Students visited the Veteran’s Village of San Diego (VVSD) to interview veterans, write about their stories, and co-design a piece of art with them.

INSTRUCTORS

Jeremy Farson, Stephanie Lytle

SCHOOL SITE

High Tech High International

LEVEL

High School (9-12)

SUBJECTS

Arts, English, Social Studies

ELECTRICITY USAGE

Some Electricity

LESS THAN FIVE MATERIALS

False

TEACHERS NEEDED

Multiple Teachers

BOOK CHAPTER

II: In the World, With the World

Project Introduction

“Who are our unsung heroes?” The Voices and Visions project started out as a challenge for seniors to experience what it is like to function as a working artist—“to conceive, communicate, collaborate and create a product for a specific client and situation.” Jeremy Farson asked his students to contact local organizations, find out if they had artistic or graphic design needs, and make a proposal to donate their services. As their humanities teacher, Stephanie Lytle helped students research local organizations and develop outreach materials, including proposals, artistic resumes, and cover letters.

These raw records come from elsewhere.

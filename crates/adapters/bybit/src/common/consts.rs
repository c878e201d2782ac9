// -------------------------------------------------------------------------------------------------
//  Copyright (C) 2015-2025 Nautech Systems Pty Ltd. All rights reserved.
//  https://nautechsystems.io
//
//  Licensed under the GNU Lesser General Public License Version 3.0 (the "License");
//  You may not use this file except in compliance with the License.
//  You may obtain a copy of the License at https://www.gnu.org/licenses/lgpl-3.0.en.html
//
//  Unless required by applicable law or agreed to in writing, software
//  distributed under the License is distributed on an "AS IS" BASIS,
//  WITHOUT WARRANTIES OR CONDITIONS OF ANY KIND, either express or implied.
//  See the License for the specific language governing permissions and
//  limitations under the License.
// -------------------------------------------------------------------------------------------------


//! Core constants shared across the Bybit adapter components.

pub const BYBIT: &str = "BYBIT";

pub const BYBIT_HTTP_URL: &str = "https://api.bybit.com";
pub const BYBIT_HTTP_TESTNET_URL: &str = "https://api-testnet.bybit.com";
pub const BYBIT_HTTP_DEMO_URL: &str = "https://api-demo.bybit.com";

/// Default receive window sent with authenticated requests.
pub const BYBIT_DEFAULT_RECV_WINDOW_MS: u64 = 5_000;

pub const BYBIT_API_KEY_VAR: &str = "BYBIT_API_KEY";
pub const BYBIT_API_SECRET_VAR: &str = "BYBIT_API_SECRET";

pub const BYBIT_HEADER_API_KEY: &str = "X-BAPI-API-KEY";
pub const BYBIT_HEADER_TIMESTAMP: &str = "X-BAPI-TIMESTAMP";
pub const BYBIT_HEADER_SIGN: &str = "X-BAPI-SIGN";
pub const BYBIT_HEADER_RECV_WINDOW: &str = "X-BAPI-RECV-WINDOW";

/// Query key carrying the page cursor on paginated endpoints.
pub const BYBIT_CURSOR_PARAM: &str = "cursor";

When they discovered the Veteran’s Village of San Diego (VVSD), the project shifted. San Diego is a community rich with veterans and unfortunately, many of them suffer from post-traumatic stress disorder, homelessness, or addiction. As Stephanie said, “it became clear that our outreach project could go deep. We knew that there was something very simple that we could do for our San Diego veterans: listen.”

The class made preparations to interview veterans, write about their stories, and co-design a piece of art with them. Meanwhile, they read Beowulf in Stephanie’s English class, focusing especially on the “scop,” a singer-storyteller, as an oral historian and preserver of the stories of the era’s heroes. Students examined this role in the current day: “Who do our contemporary scops celebrate? Who should they celebrate? Who are our ‘unsung” heroes?’ Later in the semester, the class read Tim O’Brien’s The Things They Carried (2009), drawing parallels between his characters and the veterans they were interviewing.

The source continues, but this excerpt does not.